South Sudan: A race against time to protect children before rain comes


It is heartbreaking to see the devastation wrought on the people of South Sudan since the sudden outbreak of fighting there two months ago. More than 850,000 South Sudanese have been forced to flee their homes; family members have been killed and injured, homes and livelihoods lost. More than 150,000 have left the country altogether.
Children who should be going to school have been orphaned, lost, attacked and recruited into armed forces. Even those who are still with their families have seen things they should not be seeing, experienced violence they should not witness. Hundreds of thousands of children are displaced, living in the open, facing disease and malnutrition, with no place to go where they feel safe, and no school to give them a sense of normality.
And as if that were not enough, the rainy season will begin in around six weeks. Under the best of circumstances, the rains bring much flooding to South Sudan, but with over 700,000 people displaced within the country, many of them camping in areas that will soon be under water, we are in a race against time to prevent a catastrophe.
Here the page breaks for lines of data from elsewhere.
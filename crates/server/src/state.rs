use std::sync::Arc;

use cartpilot_core::{BatchController, Config, EventBroadcaster, RunStore, SanitizedConfig};

/// Shared application state
pub struct AppState {
    config: Config,
    controller: Arc<BatchController>,
    broadcaster: EventBroadcaster,
    run_store: Arc<dyn RunStore>,
}

impl AppState {
    pub fn new(
        config: Config,
        controller: Arc<BatchController>,
        broadcaster: EventBroadcaster,
        run_store: Arc<dyn RunStore>,
    ) -> Self {
        Self {
            config,
            controller,
            broadcaster,
            run_store,
        }
    }

    pub fn sanitized_config(&self) -> SanitizedConfig {
        SanitizedConfig::from(&self.config)
    }

    pub fn controller(&self) -> &BatchController {
        self.controller.as_ref()
    }

    pub fn broadcaster(&self) -> &EventBroadcaster {
        &self.broadcaster
    }

    /// Run history, for batches and events no longer held in memory.
    pub fn run_store(&self) -> &dyn RunStore {
        self.run_store.as_ref()
    }
}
We’re reaching children and their families with water and sanitation and making arrangements so that bore holes and latrines will be elevated for when the floods come. We’re getting to children with health and nutrition services, vaccinating them against diseases such as measles that quickly prove deadly in such circumstances; we’re providing safe places for children to learn and play, and re-uniting children separated from their families.
We’re working against the clock to reach more of the families who need our help, and we need to have supplies in place before the rainy season starts and roads become impassable.
In order to do this, we need funds. We need £45 million for our work in South Sudan and so far we’re only 15% funded. We cannot do it without these resources.
I can assure you that UNICEF will do its part. The UNICEF staff working on the front lines in South Sudan are heroes – and I do not use that word lightly. They are working night and day, and often in the face of grave danger in places such as Malakal, Bentiu and Bor. In Malakal, as control of the town was wrested between the Government and anti-Government forces, our staff left the security of the UN base to go into town to get life-saving supplies from our warehouses, even as the warehouses were being looted.
There are options for South Sudan. Humanitarian organisations have come together impressively to provide urgent assistance to the people who need it most. With the help of our donors, UNICEF and our partners can avert greater tragedy when the rainy season comes. And in the longer term, I raised the need to move towards reconciliation with the political and civil society leaders I met during my visit. They owe their people a peaceful resolution.